TASK ITEM:
In the records that follow, the lines from the one containing "filename strand_cli/src/lib.rs" to the one containing "pub struct ScoredPeer", inclusive, are to be given again exactly.

DATA FOR REVIEW:

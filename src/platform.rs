//! Platform Classification Module
//!
//! The engine sizes itself from a coarse device/form-factor class supplied
//! by an external detector. The engine only consumes the classification;
//! it pulls the current value on demand and never subscribes to updates.

// == Platform Class ==
/// Coarse resource class of the host platform.
#[derive(Debug, Clone, Copy, PartialEq, Eq, Hash)]
pub enum PlatformClass {
    /// Constrained devices; smallest cache, aggressive cleanup
    Compact,
    Medium,
    Large,
    ExtraLarge,
}

// == Platform Context Provider ==
/// Pull-based source of the current platform classification.
///
/// Returning `None` means the classification is unavailable; callers fall
/// back to the most conservative (compact) profile.
pub trait PlatformContextProvider: Send + Sync + 'static {
    fn classification(&self) -> Option<PlatformClass>;
}

// == Fixed Platform ==
/// Provider that always reports the same classification.
///
/// Useful for composition roots that classify once at startup, and for
/// tests.
#[derive(Debug, Clone)]
pub struct FixedPlatform {
    class: Option<PlatformClass>,
}

impl FixedPlatform {
    /// Creates a provider pinned to the given class.
    pub fn new(class: PlatformClass) -> Self {
        Self { class: Some(class) }
    }

    /// Creates a provider with no classification available.
    pub fn unavailable() -> Self {
        Self { class: None }
    }
}

impl PlatformContextProvider for FixedPlatform {
    fn classification(&self) -> Option<PlatformClass> {
        self.class
    }
}
//! Storage Port Module
//!
//! The engine persists through an injected key-value backend. The engine
//! owns a reserved key namespace inside the backend and never enumerates
//! or deletes keys outside it; everything else about the backend is opaque.

use std::collections::HashMap;
use std::sync::Arc;

use async_trait::async_trait;
use tokio::sync::RwLock;

use crate::error::Result;

// == Cache Backend ==
/// Durable key-value storage collaborator.
///
/// Implementations map errors into `CacheError::Storage`. Single-process
/// exclusive ownership of the engine's namespace is assumed; the backend
/// itself makes no atomicity guarantees across keys.
#[async_trait]
pub trait CacheBackend: Send + Sync + 'static {
    /// Reads the raw bytes stored under `key`, or `None` if absent.
    async fn get(&self, key: &str) -> Result<Option<Vec<u8>>>;

    /// Writes `bytes` under `key`, replacing any previous value.
    async fn set(&self, key: &str, bytes: Vec<u8>) -> Result<()>;

    /// Deletes `key`. Deleting an absent key is a no-op.
    async fn delete(&self, key: &str) -> Result<()>;

    /// Lists every key currently present in the backend.
    async fn list_keys(&self) -> Result<Vec<String>>;
}

// == Memory Backend ==
/// In-memory backend, the reference implementation.
///
/// Suitable for tests and for hosts that want a purely in-process cache;
/// real deployments inject their own durable backend.
#[derive(Debug, Default, Clone)]
pub struct MemoryBackend {
    entries: Arc<RwLock<HashMap<String, Vec<u8>>>>,
}

impl MemoryBackend {
    /// Creates an empty in-memory backend.
    pub fn new() -> Self {
        Self::default()
    }
}

#[async_trait]
impl CacheBackend for MemoryBackend {
    async fn get(&self, key: &str) -> Result<Option<Vec<u8>>> {
        let entries = self.entries.read().await;
        Ok(entries.get(key).cloned())
    }

    async fn set(&self, key: &str, bytes: Vec<u8>) -> Result<()> {
        let mut entries = self.entries.write().await;
        entries.insert(key.to_string(), bytes);
        Ok(())
    }

    async fn delete(&self, key: &str) -> Result<()> {
        let mut entries = self.entries.write().await;
        entries.remove(key);
        Ok(())
    }

    async fn list_keys(&self) -> Result<Vec<String>> {
        let entries = self.entries.read().await;
        Ok(entries.keys().cloned().collect())
    }
}
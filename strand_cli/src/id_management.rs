use crate::error::CliError;
use serde::{Deserialize, Serialize};
use std::collections::BTreeMap;
use std::path::{Path, PathBuf};
use strand_p2p::HostIdentity;

/// The identities stored in the identity file, keyed by name.
#[derive(Debug, Default, Deserialize, Serialize)]
pub struct LocalIdentitySet {
    pub identities: BTreeMap<String, HostIdentity>,
}

impl LocalIdentitySet {
    pub fn try_load<P: AsRef<Path>>(path: Option<P>) -> Result<Self, CliError> {
        let ids = load_config_file(path)?;
        Ok(ids)
    }

    pub fn save<P: AsRef<Path>>(&self, path: P) -> Result<(), CliError> {
        save_config_file(path, self)
    }

    pub fn is_empty(&self) -> bool {
        self.identities.is_empty()
    }

    pub fn len(&self) -> usize {
        self.identities.len()
    }

    pub fn contains(&self, name: &str) -> bool {
        self.identities.contains_key(name)
    }

    pub fn get(&self, name: &str) -> Option<&HostIdentity> {
        self.identities.get(name)
    }

    /// Stores `identity` under its own name.
    pub fn insert(&mut self, identity: HostIdentity) -> Option<HostIdentity> {
        self.identities.insert(identity.name().to_string(), identity)
    }

    pub fn remove<S: AsRef<str>>(&mut self, name: S) -> Option<HostIdentity> {
        self.identities.remove(name.as_ref())
    }

    /// The named identity, or the first one when no name is given.
    pub fn select(&self, name: Option<&str>) -> Option<&HostIdentity> {
        match name {
            Some(name) => self.identities.get(name),
            None => self.identities.values().next(),
        }
    }
}

pub fn default_id_path() -> PathBuf {
    let mut home = std::env::home_dir().unwrap_or_else(|| PathBuf::from("."));
    home.push(".strand");
    home.push("config.yml");
    home
}

pub fn load_config_file<P: AsRef<Path>>(path: Option<P>) -> Result<LocalIdentitySet, CliError> {
    let path = path.map(|p| p.as_ref().to_path_buf()).unwrap_or_else(default_id_path);
    let file = std::fs::File::open(path)?;
    let reader = std::io::BufReader::new(file);
    let local_peer_set: LocalIdentitySet = serde_yml::from_reader(reader)?;
    if let Some(bad) = local_peer_set.identities.values().find(|id| !id.check()) {
        return Err(CliError::InconsistentIdentity(bad.name().to_string()));
    }
    Ok(local_peer_set)
}

pub fn save_config_file<P: AsRef<Path>>(path: P, ids: &LocalIdentitySet) -> Result<(), CliError> {
    let path = path.as_ref();
    if let Some(parent) = path.parent() {
        std::fs::create_dir_all(parent)?;
    }
    let file = std::fs::File::create(path)?;
    let writer = std::io::BufWriter::new(file);
    serde_yml::to_writer(writer, ids)?;
    Ok(())
}
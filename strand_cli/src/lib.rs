pub mod config;
pub mod error;
pub mod id_management;
pub mod scores;
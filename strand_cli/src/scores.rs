use crate::error::CliError;
use std::path::Path;
use strand_p2p::{ScoringFault, Scorer, SnapshotRecord};

/// A peer's snapshot record and its score under some scorer.
pub struct ScoredPeer {
    pub record: SnapshotRecord,
    pub score: Result<i64, ScoringFault>,
}

/// Parses a snapshot file. Blank lines are ignored.
pub fn parse_snapshot(contents: &str) -> Result<Vec<SnapshotRecord>, CliError> {
    contents
        .lines()
        .enumerate()
        .filter(|(_, line)| !line.trim().is_empty())
        .map(|(i, line)| {
            SnapshotRecord::parse_line(line).map_err(|e| CliError::InvalidSnapshot { line: i + 1, reason: e.to_string() })
        })
        .collect()
}

/// Reads a snapshot file and scores every peer in it, best first.
pub fn read_scores<P: AsRef<Path>>(path: P, scorer: &Scorer) -> Result<Vec<ScoredPeer>, CliError> {
    let contents = std::fs::read_to_string(path)?;
    let mut peers: Vec<ScoredPeer> = parse_snapshot(&contents)?
        .into_iter()
        .map(|record| {
            let score = scorer.score(&record.counters);
            ScoredPeer { record, score }
        })
        .collect();
    // Unscored peers sort last.
    peers.sort_by_key(|p| std::cmp::Reverse(p.score.as_ref().ok().copied()));
    Ok(peers)
}

pub fn format_score(score: &Result<i64, ScoringFault>) -> String {
    match score {
        Ok(score) => score.to_string(),
        Err(fault) => format!("unscored ({fault})"),
    }
}

#[cfg(test)]
mod test {
    use super::*;
    use strand_p2p::{HostIdentity, ScoreWeights};

    #[test]
    fn scores_are_sorted_best_first() {
        let a = HostIdentity::random().peer_id();
        let b = HostIdentity::random().peer_id();
        let dir = tempfile::tempdir().unwrap();
        let path = dir.path().join("opt.log");
        std::fs::write(&path, format!("{a},1,5,0,0,0\n\n{b},10,2,1,0,0\n")).unwrap();

        let peers = read_scores(&path, &Scorer::default()).unwrap();
        assert_eq!(peers.len(), 2);
        assert_eq!(peers[0].record.peer, b);
        assert_eq!(peers[0].score, Ok(445));
        assert_eq!(peers[1].score, Ok(50 - 125));
    }

    #[test]
    fn overflowing_scores_are_reported_as_unscored() {
        let a = HostIdentity::random().peer_id();
        let scorer = Scorer::from(ScoreWeights([i64::MAX, 0, 0, 0, 0]));
        let peers = parse_snapshot(&format!("{a},2,0,0,0,0")).unwrap();
        let score = scorer.score(&peers[0].counters);
        assert_eq!(score, Err(ScoringFault::Overflow));
        assert!(format_score(&score).starts_with("unscored"));
    }

    #[test]
    fn bad_lines_name_their_line_number() {
        let err = parse_snapshot("\nnot,a,record").unwrap_err();
        assert!(matches!(err, CliError::InvalidSnapshot { line: 2, .. }));
    }
}
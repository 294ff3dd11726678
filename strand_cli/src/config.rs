use clap::{Args, Parser, Subcommand};
use libp2p::Multiaddr;
use std::net::SocketAddr;
use std::path::PathBuf;

/// Strand p2p host.
///
/// Runs a p2p host, sends messages to other hosts and reports how well peers have been answering.
#[derive(Parser, Debug)]
#[command(version, about)]
pub struct Config {
    /// Path to the identity file. The default is `$HOME/.strand/config.yml`.
    #[arg(long = "config-file", short = 'c', env = "STRAND_CONFIG")]
    pub config_file: Option<PathBuf>,
    /// Identity name to use. If omitted, the first identity in the identity file is used.
    #[arg(long = "id")]
    pub id_name: Option<String>,
    /// Log at debug level unless RUST_LOG says otherwise, and report every failed dial attempt.
    #[arg(long = "debug", short = 'd', default_value_t = false)]
    pub debug: bool,
    #[command(subcommand)]
    pub command: CliCommand,
}

#[derive(Debug, Subcommand)]
pub enum CliCommand {
    /// Add, list or delete local identities.
    #[command(subcommand, name = "id")]
    Id(IdCommand),
    /// Run a host until Ctrl-C.
    #[command(name = "serve", alias = "start")]
    Serve(ServeCommand),
    /// Connect to a peer, send it one message and print the reply.
    #[command(name = "send")]
    Send(SendCommand),
    /// Print the counters and score of every peer in a snapshot file.
    #[command(name = "scores")]
    Scores(ScoresCommand),
}

#[derive(Debug, Subcommand)]
pub enum IdCommand {
    /// Create a new identity.
    #[command(name = "new", alias = "create")]
    Create {
        /// The name of the new identity. If omitted, a random name is generated.
        name: Option<String>,
    },
    /// List all identities.
    #[command(name = "list", alias = "ls")]
    List,
    /// Delete an identity.
    #[command(name = "delete", alias = "del", alias = "rm")]
    Delete {
        /// The name of the identity to delete.
        name: String,
    },
}

#[derive(Debug, Args)]
pub struct ServeCommand {
    /// The address to listen on.
    #[arg(long = "listen-address", short = 'a', default_value = strand_p2p::DEFAULT_LISTEN_ADDR)]
    pub listen_address: Multiaddr,
    /// Close connections that have been silent for this many seconds.
    #[arg(long = "idle-timeout-secs", default_value_t = 300)]
    pub idle_timeout_secs: u64,
    /// Where to write the peer counter snapshot. The default is `opt.log` next to the executable.
    #[arg(long = "snapshot-file")]
    pub snapshot_file: Option<PathBuf>,
    /// Serve at most this many connections at once.
    #[arg(long = "max-connections")]
    pub max_connections: Option<usize>,
    /// Additional public address to advertise. May be repeated.
    #[arg(long = "announce")]
    pub announce: Vec<Multiaddr>,
    /// Profiling endpoint. Accepted for compatibility; nothing is served on it.
    #[arg(long = "profile-address")]
    pub profile_address: Option<SocketAddr>,
}

#[derive(Debug, Args)]
pub struct SendCommand {
    /// The peer id of the recipient.
    #[arg(long = "peer", short = 'p')]
    pub peer: String,
    /// An address of the recipient. May be repeated; all of them are dialled at once.
    #[arg(long = "addr", required = true)]
    pub addrs: Vec<String>,
    /// The message id the recipient has a handler for.
    #[arg(long = "msg-id", short = 'm', default_value_t = 0)]
    pub msg_id: i32,
    /// Give up after this many seconds.
    #[arg(long = "timeout-secs", default_value_t = 30)]
    pub timeout_secs: u64,
    /// The local address to bind while sending.
    #[arg(long = "listen-address", short = 'a', default_value = "/ip4/127.0.0.1/tcp/0")]
    pub listen_address: Multiaddr,
    /// The message payload, sent as UTF-8.
    pub payload: String,
}

#[derive(Debug, Args)]
pub struct ScoresCommand {
    /// The snapshot file to read. The default is `opt.log` next to the executable.
    pub file: Option<PathBuf>,
}

pub struct GlobalOptions {
    pub config_file: Option<PathBuf>,
    pub id_name: Option<String>,
    pub debug: bool,
}

impl Config {
    pub fn to_parts(self) -> (GlobalOptions, CliCommand) {
        let global = GlobalOptions { config_file: self.config_file, id_name: self.id_name, debug: self.debug };
        (global, self.command)
    }
}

TASK RESPONSE:
filename strand_cli/src/lib.rs
pub mod config;
pub mod error;
pub mod id_management;
pub mod scores;
filename strand_cli/src/scores.rs
use crate::error::CliError;
use std::path::Path;
use strand_p2p::{ScoringFault, Scorer, SnapshotRecord};

/// A peer's snapshot record and its score under some scorer.
pub struct ScoredPeer {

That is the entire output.